● Problem description: Below are records; how many of their lines hold the string "enum"? Reply with nothing but the number.

● Recorded information:
------------------------------------------------------------
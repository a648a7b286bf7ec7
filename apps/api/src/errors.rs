use axum::{
    http::StatusCode,
    response::{IntoResponse, Response},
    Json,
};
use serde_json::json;
use thiserror::Error;

/// Failures inside the review flow. None of these reach the transport layer:
/// the conversation converts them into a reply, a fallback, or a log line.
#[derive(Debug, Error)]
pub enum ReviewError {
    #[error("unsupported document format: {0}")]
    UnsupportedFormat(String),

    #[error("attachment of {0} bytes exceeds the upload limit")]
    AttachmentTooLarge(u64),

    #[error("text extraction failed: {0}")]
    ExtractionFailed(String),

    #[error("report generation failed: {0}")]
    ReportGenerationFailed(String),

    /// Only ever logged; the scorer falls back to local analysis.
    #[error("remote scoring unavailable: {0}")]
    RemoteScoringUnavailable(String),

    #[error("storage failure: {0}")]
    StorageFailure(String),

    #[error("delivery failure: {0}")]
    DeliveryFailure(String),

    #[error("persistence failure: {0}")]
    PersistenceFailure(String),

    #[error("payment link unavailable: {0}")]
    PaymentLinkUnavailable(String),
}

impl From<sqlx::Error> for ReviewError {
    fn from(e: sqlx::Error) -> Self {
        ReviewError::PersistenceFailure(e.to_string())
    }
}

/// Application-level error type.
/// Implements `IntoResponse` so Axum handlers can return `Result<T, AppError>`.
#[derive(Debug, Error)]
pub enum AppError {
    #[error("Validation error: {0}")]
    Validation(String),

    #[error("Invalid webhook signature")]
    InvalidSignature,

    #[error("Review error: {0}")]
    Review(#[from] ReviewError),

    #[error("Internal server error: {0}")]
    Internal(#[from] anyhow::Error),
}

impl IntoResponse for AppError {
    fn into_response(self) -> Response {
        let (status, code, message) = match &self {
            AppError::Validation(msg) => (StatusCode::BAD_REQUEST, "VALIDATION_ERROR", msg.clone()),
            AppError::InvalidSignature => (
                StatusCode::BAD_REQUEST,
                "INVALID_SIGNATURE",
                "Webhook signature verification failed".to_string(),
            ),
            AppError::Review(e) => {
                tracing::error!("Review error: {e}");
                (
                    StatusCode::INTERNAL_SERVER_ERROR,
                    "REVIEW_ERROR",
                    "The request could not be processed".to_string(),
                )
            }
            AppError::Internal(e) => {
                tracing::error!("Internal error: {e:?}");
                (
                    StatusCode::INTERNAL_SERVER_ERROR,
                    "INTERNAL_ERROR",
                    "An internal server error occurred".to_string(),
                )
            }
        };

        let body = Json(json!({
            "error": {
                "code": code,
                "message": message
            }
        }));

        (status, body).into_response()
    }
}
------------------------------------------------------------
● Task response: 2